Third, the parameter recovery study showed for the proposed model a rather low classification accuracy compared to other recent confirmatory mixture modeling approaches (e.g., Alagöz & Meiser, 2024; Seitz, Alagöz, & Meiser, 2025). Note, however, that the metric considered in the current article were hit rates on the item level (i.e., percentages of correct class assignments on the level of individual item responses), whereas articles studying classification accuracy of person mixture models considered hit rates on the level of test-takers. Taking into account that the information for assigning single item responses to latent classes is very sparse and naturally less reliable than the information for classifying whole response vectors, it is unsurprising that the obtained hit rates were not as high as the hit rates found in articles on person mixture models. Nevertheless, considering the size of the observed hit rates in the parameter recovery study, it is important to emphasize that response strategy classifications of individual item responses should be interpreted with caution. Because of the uncertainty associated with single classifications, it is arguably more advisable to look for general trends regarding the model-implied class memberships, be it for a particular test-taker or for a particular item.

Empirical Results

Seitz, Alagöz, and Meiser (2025) provided evidence for the prevalence of the three modeled response strategies on the person level. The empirical demonstration of the current article allowed investigating the consistency of response strategy use over the course of the assessment. As described above, the estimated parameters in the latent response model component implied class memberships that varied between persons and, crucially, within persons also between items. This empirically justifies the use of the more complex person-by-item mixture modeling approach, which is nevertheless flexible enough to yield a constant class membership for a person whose response pattern suggests that. This flexibility of the model indeed yielded an interesting classification pattern regarding how consistently test-takers used the three response strategies. Namely, if test-takers used an “S-only” strategy, they usually did so across all items, whereas test-takers engaging in faking mostly switched between an “S&F” and “F-only” strategy.

Regarding the overall class proportions, the model estimated that about one-half of individual item responses stemmed from the “S-only class,” whereas about one-quarter each stemmed from the “S&F class” and the “F-only class.” That is, according to the model, around half of the responses in total were honest in terms of being solely influenced by substantive traits, whereas the other half were at least partially influenced by faking. These proportions are well in line with the proportions Brown and Böckenholt (2022) found in their model including only two classes (49% honest vs. 51% faked). However, our results suggest that some responses influenced by faking can still contain information on substantive traits and hence do not need to be discarded for the estimation of substantive trait scores.

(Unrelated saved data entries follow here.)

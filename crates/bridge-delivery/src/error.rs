//! Delivery error types

use thiserror::Error;

/// Terminal failure of one outbound message
#[derive(Debug, Clone, PartialEq, Eq, Error)]
pub enum DeliveryError {
    /// The API rejected the payload with a code that retrying cannot fix
    #[error("Rejected by the API with code {code}: {message}")]
    Rejected { code: i64, message: String },

    /// Content too long and no repair is possible
    #[error("Content too long ({chars} characters) and cannot be shortened further")]
    ContentTooLong { chars: usize },

    /// Transient failures exceeded the retry ceiling
    #[error("Gave up after {attempts} attempts: {reason}")]
    RetriesExhausted { attempts: u32, reason: String },

    /// The message could not be serialized
    #[error("Failed to encode message: {0}")]
    Encode(String),

    /// The queue worker is gone
    #[error("Delivery queue closed")]
    QueueClosed,
}

impl DeliveryError {
    /// Get the API code behind the failure, if any
    pub fn code(&self) -> Option<i64> {
        match self {
            Self::Rejected { code, .. } => Some(*code),
            _ => None,
        }
    }
}

/// Delivery result type
pub type DeliveryResult<T> = Result<T, DeliveryError>;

With respect to the latent correlations between dimensions, the model’s estimates were generally not large in size, but most were credibly different from 0. For instance, the substantive traits were estimated to be moderately positively correlated, which is in line with research on associations between the Big Five personality factors (e.g., van der Linden et al., 2010), but were not unreasonably inflated as is typically observed in high-stakes assessments when faking is not statistically accounted for (e.g., Schmit & Ryan, 1993; Seitz, Spengler, & Meiser, 2025). At the same time, there were non-negligible latent correlations of substantive traits with faking and strategy inclination. Conscientiousness, for instance, was estimated to be moderately negatively correlated with both faking (–.24) and strategy inclination (–.31). However, the latent correlations were not so high that one would have to assume that faking and strategy inclination absorb a disproportionately large amount of substantive personality variance. Furthermore, note the estimated latent correlation between faking and strategy inclination. This correlation of .32 indicates a positive association between aligning responses with desirability and using a pronounced self-presentation strategy; however, it also speaks against a full overlap of the two dimensions. Hence, to sum up, the model’s estimated latent correlations provide validity evidence regarding the meaning and non-redundancy of the modeled latent dimensions.

Another interesting empirical finding concerns the model’s RT results, indicating that pure faking is faster than pure substantive trait responding and that a combination of the two processes takes longest. These findings could reconcile some of the conflicting results in the literature regarding the effect of faking on RTs. In particular, our findings suggest that the question of whether faking increases or decreases RTs cannot be answered straightforwardly, but that it depends on the response process underlying a response that involves faking. If test-takers retrieve an honest response before they edit this response according to desirability (i.e., “S&F class”; cf. the theory by Walczyk et al., 2003), the results suggest that this goes along with increased RTs (Fine & Pirak, 2016; Holtgraves, 2004; Walczyk et al., 2003). Such a response set corresponds to the response set triggered by the experimental condition in the study by Holtgraves (2004), who induced faking along with honest responding through a subtle desirability manipulation. If, however, test-takers bypass the retrieval of an honest response and instead just provide a desirable answer (i.e., “F-only class”; cf. the theory by Holden, 1995), the results suggest that this reduces RTs. Such a response set is analogous to response sets induced through mere instructed-faking conditions, in which subjects are simply asked to fake without referring to their true personality (Holden, 1995; Holden et al., 1992; Hsu et al., 1989). Taking this into account, the model’s RT results imply a limited potential of simple (i.e., non-model-based) faking detection methods that perform faking classifications based on a single RT threshold (Fine & Pirak, 2016).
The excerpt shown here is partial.